When I see a minitruck, I can’t help but take a closer look. It’s the scene I got my start in, and I’ll always have an affinity for a slammed mini.
So of course when I saw this ’72 Hilux at the recent Scion Auto Influencer event I was drawn in. But it was the manner in which it’s been built that made me stick around.
It all starts with the 152E, a high-strung race version of the Toyota 18R-G that likes to rev to 9,000rpm and beyond. Owner Scott Kanemura had his built up with TRD cams and a dry sump, 13:1 compression JE pistons, Carillo rods and a forged stroker crank.
Originally designed for road and rally racing, the 152E came with a four-valve head and dual sidedrafts. Ivan Stewart even ran a 152E in his Mickey Thompson stadium truck back in the ’80s.
Plenty of custom machined parts were made to adapt the engine into the Hilux bay. Scott’s truck previously ran a 2JZ, but it was just too much motor for such a little truck. That engine has been slated for a different, but equally-cool project.
Solid motor and trans plates make it clear that this minitruck was built more for performance than looks, but I would argue that’s why it looks so tough anyways. Similarly serious parts are everywhere you look, such as a full Art Morrison front clip with QA1 coilovers.
The rear of the frame has been narrowed, with a cage tying everything together and a sheetmetal Ford 9-inch again suspended by QA1 coilovers. Also notice the Dzus tabs for sheetmetal panels to cover it all up.
It wouldn’t be a mini’ without shaved door handles and locks. Scott stripped all the paint off to show that the truck is in great condition underneath. He likens it to “a pretty girl with no make-up.”
He also stripped the anodizing off the RAYS Volk Racing TE37Vs. The rears measure 10 inches wide.

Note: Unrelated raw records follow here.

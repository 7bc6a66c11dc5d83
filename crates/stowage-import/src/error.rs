//! Errors returned by the import service API

use thiserror::Error;
use uuid::Uuid;

use crate::import::records::MappingError;
use crate::store::StoreError;

/// Result type for [`crate::ImportService`] operations
pub type ImportResult<T> = Result<T, ImportError>;

#[derive(Error, Debug)]
pub enum ImportError {
    #[error("Unknown table '{0}'")]
    UnknownTable(String),

    #[error("File of {size} bytes exceeds the {limit} byte upload limit")]
    FileTooLarge { size: u64, limit: u64 },

    #[error("Too many uploads in progress, try again later")]
    Busy,

    #[error("Upload {0} not found")]
    NotFound(Uuid),

    #[error("Upload {0} is still in progress")]
    InProgress(Uuid),

    #[error("Upload {0} has already been rolled back")]
    AlreadyRolledBack(Uuid),

    #[error("Invalid request: {0}")]
    InvalidRequest(String),

    #[error(transparent)]
    Mapping(#[from] MappingError),

    #[error("Storage error: {0}")]
    Store(StoreError),

    #[error("IO error: {0}")]
    Io(#[from] std::io::Error),

    #[error("CSV error: {0}")]
    Csv(#[from] csv::Error),

    #[error(transparent)]
    Common(#[from] stowage_common::StowageError),
}

impl ImportError {
    pub fn invalid_request(message: impl Into<String>) -> Self {
        Self::InvalidRequest(message.into())
    }
}

impl From<StoreError> for ImportError {
    fn from(err: StoreError) -> Self {
        match err {
            StoreError::UploadNotFound(id) => Self::NotFound(id),
            StoreError::AlreadyRolledBack(id) => Self::AlreadyRolledBack(id),
            other => Self::Store(other),
        }
    }
}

The bare wheels really further the performance aesthetic of Scott’s Hilux, as do the big Project Mu brakes stuffed inside them.
The Recaro buckets are from an ’80s Volkswagen, and tie in perfectly with the performance-plus-retro vibe.
Advanced Design Fabrications did most of the fab work, including the 6-point rollcage.
Scott is one of those guys in the industry who is there because he’s a passionate about building cool and fun vehicles. Last year he built two custom vehicles for Scion – a custom yellow FR-S that helped inspire the Release Series 1.0, and the ’70s-styled Riley Hawk xB that was unveiled at SEMA.
Scott’s passion for modding cars couldn’t be more apparent than when looking at his personal project. The level of quality and effort he has poured into a Hilux that could have been ‘just another minitruck’ only serves to prove the point.